══ Material to process ══
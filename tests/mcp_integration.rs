//! Integration tests for MCP protocol handling.
//!
//! The parsing tests exercise the JSON-RPC layer directly. The session tests
//! drive a full server over in-memory streams against a mock CMS.

use std::io::Cursor;

use kantan_cms_mcp::config::{CmsConfig, Credentials, TemplateConfig};
use kantan_cms_mcp::mcp::protocol::{parse_message, ErrorCode, IncomingMessage, RequestId};
use kantan_cms_mcp::mcp::server::{McpServer, ServerState};
use kantan_cms_mcp::mcp::tools::CmsTools;
use kantan_cms_mcp::mcp::transport::LineTransport;
use serde_json::{json, Value};
use wiremock::matchers::{method, path, query_param};
use wiremock::{Mock, MockServer, ResponseTemplate};

// =============================================================================
// Protocol Parsing Tests
// =============================================================================

#[test]
fn test_parse_initialize_request() {
    let json = r#"{
        "jsonrpc": "2.0",
        "id": 1,
        "method": "initialize",
        "params": {
            "protocolVersion": "2024-11-05",
            "capabilities": {},
            "clientInfo": {
                "name": "test-client",
                "version": "1.0.0"
            }
        }
    }"#;

    let IncomingMessage::Request(req) = parse_message(json).unwrap() else {
        panic!("Expected Request");
    };
    assert_eq!(req.method, "initialize");
    assert_eq!(req.id, RequestId::Number(1));
}

#[test]
fn test_parse_string_id() {
    let json = r#"{"jsonrpc":"2.0","id":"abc","method":"tools/list"}"#;

    let message = parse_message(json).unwrap();
    assert_eq!(message.method(), "tools/list");
    assert_eq!(message.id(), Some(&RequestId::String("abc".to_string())));
}

#[test]
fn test_parse_notification() {
    let json = r#"{
        "jsonrpc": "2.0",
        "method": "notifications/initialized"
    }"#;

    let IncomingMessage::Notification(notif) = parse_message(json).unwrap() else {
        panic!("Expected Notification");
    };
    assert_eq!(notif.method, "notifications/initialized");
}

#[test]
fn test_parse_invalid_json() {
    assert!(parse_message("not valid json").is_err());
}

#[test]
fn test_parse_missing_jsonrpc_version() {
    let json = r#"{
        "id": 1,
        "method": "test"
    }"#;

    assert!(parse_message(json).is_err());
}

// =============================================================================
// Session Tests
// =============================================================================

type MemoryServer = McpServer<Cursor<Vec<u8>>, Vec<u8>>;

const HANDSHAKE: [&str; 2] = [
    r#"{"jsonrpc":"2.0","id":0,"method":"initialize","params":{"protocolVersion":"2024-11-05","capabilities":{},"clientInfo":{"name":"it","version":"0"}}}"#,
    r#"{"jsonrpc":"2.0","method":"notifications/initialized"}"#,
];

fn config(server: &MockServer) -> CmsConfig {
    CmsConfig::new(Credentials::new("proj-1", "key-1").unwrap(), server.uri()).with_templates(
        TemplateConfig {
            python_url: format!("{}/py.zip", server.uri()),
            bun_url: format!("{}/bun.zip", server.uri()),
        },
    )
}

/// Builds a server whose input is the handshake followed by one `tools/call`
/// per entry.
fn session(config: &CmsConfig, calls: &[(&str, Value)]) -> MemoryServer {
    let mut input = HANDSHAKE.join("\n");
    for (index, (name, arguments)) in calls.iter().enumerate() {
        let request = json!({
            "jsonrpc": "2.0",
            "id": index + 1,
            "method": "tools/call",
            "params": { "name": name, "arguments": arguments },
        });
        input.push('\n');
        input.push_str(&request.to_string());
    }
    input.push('\n');

    McpServer::with_transport(
        CmsTools::new(config).unwrap(),
        LineTransport::new(Cursor::new(input.into_bytes()), Vec::new()),
    )
}

/// Runs the session and returns the tool call results in order.
async fn run(mut server: MemoryServer) -> Vec<Value> {
    server.serve().await.unwrap();
    assert_eq!(server.state(), ServerState::ShuttingDown);

    let output = String::from_utf8(server.into_transport().into_writer()).unwrap();
    let mut messages: Vec<Value> = output
        .lines()
        .map(|line| serde_json::from_str(line).unwrap())
        .collect();

    // First response answers `initialize`.
    let init = messages.remove(0);
    assert_eq!(init["result"]["protocolVersion"], "2024-11-05");
    messages.into_iter().map(|m| m["result"].clone()).collect()
}

fn text(result: &Value) -> &str {
    result["content"][0]["text"].as_str().unwrap()
}

fn is_error(result: &Value) -> bool {
    result["isError"].as_bool().unwrap_or(false)
}

#[tokio::test]
async fn content_tools_return_pretty_json() {
    let cms = MockServer::start().await;
    Mock::given(method("GET"))
        .and(path("/v1/api/collections/"))
        .and(query_param("page_size", "5"))
        .and(query_param("page_num", "2"))
        .respond_with(ResponseTemplate::new(200).set_body_json(json!({"items": [{"id": "blog"}]})))
        .expect(1)
        .mount(&cms)
        .await;
    Mock::given(method("GET"))
        .and(path("/v1/api/collections/blog/records/r1"))
        .respond_with(ResponseTemplate::new(200).set_body_json(json!({"id": "r1", "title": "Hi"})))
        .expect(1)
        .mount(&cms)
        .await;

    let results = run(session(
        &config(&cms),
        &[
            ("list_collections", json!({"page_size": 5, "page_num": 2, "resp": ""})),
            ("get_record", json!({"collection_id": "blog", "record_id": "r1"})),
        ],
    ))
    .await;

    assert_eq!(results.len(), 2);
    assert!(!is_error(&results[0]));
    let listed: Value = serde_json::from_str(text(&results[0])).unwrap();
    assert_eq!(listed["items"][0]["id"], "blog");

    let record: Value = serde_json::from_str(text(&results[1])).unwrap();
    assert_eq!(record, json!({"id": "r1", "title": "Hi"}));

    // Empty `resp` is not forwarded.
    let requests = cms.received_requests().await.unwrap();
    assert!(requests
        .iter()
        .all(|r| !r.url.query().unwrap_or_default().contains("resp")));
}

#[tokio::test]
async fn cms_failures_become_tool_errors() {
    let cms = MockServer::start().await;
    Mock::given(method("GET"))
        .and(path("/v1/api/api_key/validate"))
        .respond_with(ResponseTemplate::new(401).set_body_string("invalid key"))
        .mount(&cms)
        .await;

    let results = run(session(
        &config(&cms),
        &[
            ("validate_api_key", json!({})),
            ("get_collection", json!({})),
            ("no_such_tool", json!({})),
        ],
    ))
    .await;

    assert!(is_error(&results[0]));
    assert!(text(&results[0]).contains("401"));
    assert!(text(&results[0]).contains("invalid key"));

    assert!(is_error(&results[1]));
    assert_eq!(
        text(&results[1]),
        "Missing required parameter: collection_id"
    );

    assert!(is_error(&results[2]));
    assert_eq!(text(&results[2]), "Unknown tool: no_such_tool");
}

#[tokio::test]
async fn docs_tools_include_notification() {
    let cms = MockServer::start().await;
    Mock::given(method("GET"))
        .and(path("/v1/docs/updates"))
        .respond_with(ResponseTemplate::new(200).set_body_string("upgrade available"))
        .mount(&cms)
        .await;
    Mock::given(method("GET"))
        .and(path("/v1/docs/api/records"))
        .respond_with(ResponseTemplate::new(200).set_body_string("## Records"))
        .mount(&cms)
        .await;

    let results = run(session(
        &config(&cms),
        &[("get_category_api", json!({"category_name": "records"}))],
    ))
    .await;

    assert!(!is_error(&results[0]));
    assert_eq!(text(&results[0]), "Note: upgrade available\n## Records");
}

#[tokio::test]
async fn misspelt_form_tool_name_still_dispatches() {
    let cms = MockServer::start().await;
    Mock::given(method("GET"))
        .and(path("/v1/docs/instruction/form"))
        .respond_with(ResponseTemplate::new(200).set_body_string("# Forms"))
        .expect(2)
        .mount(&cms)
        .await;

    let results = run(session(
        &config(&cms),
        &[
            ("get_instruction_for_form_integration", json!({})),
            ("get_instruction_for_form_integartion", json!({})),
        ],
    ))
    .await;

    for result in &results {
        assert!(!is_error(result));
        assert_eq!(text(result), "# Forms");
    }
}

#[tokio::test]
async fn env_file_content_needs_no_network() {
    let cms = MockServer::start().await;
    Mock::given(method("GET"))
        .respond_with(ResponseTemplate::new(200))
        .expect(0)
        .mount(&cms)
        .await;

    let results = run(session(&config(&cms), &[("create_env_file_content", json!({}))])).await;

    assert_eq!(text(&results[0]), "PROJECT_ID=proj-1\nCMS_API_KEY=");
}

#[tokio::test]
async fn unsupported_language_is_reported_without_download() {
    let cms = MockServer::start().await;
    Mock::given(method("GET"))
        .respond_with(ResponseTemplate::new(200))
        .expect(0)
        .mount(&cms)
        .await;
    let root = tempfile::tempdir().unwrap();

    let results = run(session(
        &config(&cms),
        &[(
            "download_and_unzip_builder_script",
            json!({"root_path": root.path(), "lang": "ruby"}),
        )],
    ))
    .await;

    assert!(is_error(&results[0]));
    assert_eq!(
        text(&results[0]),
        "Invalid language 'ruby'. Supported languages are 'python' or 'bun'."
    );
    assert!(std::fs::read_dir(root.path()).unwrap().next().is_none());
}

#[tokio::test]
async fn tool_calls_before_initialisation_are_rejected() {
    let cms = MockServer::start().await;
    let input = r#"{"jsonrpc":"2.0","id":1,"method":"tools/call","params":{"name":"count_collections"}}"#;
    let mut server: MemoryServer = McpServer::with_transport(
        CmsTools::new(&config(&cms)).unwrap(),
        LineTransport::new(Cursor::new(format!("{input}\n").into_bytes()), Vec::new()),
    );

    server.serve().await.unwrap();

    let output = String::from_utf8(server.into_transport().into_writer()).unwrap();
    let response: Value = serde_json::from_str(output.trim()).unwrap();
    assert_eq!(response["id"], 1);
    assert_eq!(response["error"]["code"], ErrorCode::InvalidRequest.code());
    assert!(cms.received_requests().await.unwrap().is_empty());
}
═══
Your assignment – Write down again the exact lines running from the beginning of the data to the line containing "use kantan_cms_mcp::mcp::tools::CmsTools;", with both ends included.

Answer box –
filename tests/mcp_integration.rs
//! Integration tests for MCP protocol handling.
//!
//! The parsing tests exercise the JSON-RPC layer directly. The session tests
//! drive a full server over in-memory streams against a mock CMS.

use std::io::Cursor;

use kantan_cms_mcp::config::{CmsConfig, Credentials, TemplateConfig};
use kantan_cms_mcp::mcp::protocol::{parse_message, ErrorCode, IncomingMessage, RequestId};
use kantan_cms_mcp::mcp::server::{McpServer, ServerState};
use kantan_cms_mcp::mcp::tools::CmsTools;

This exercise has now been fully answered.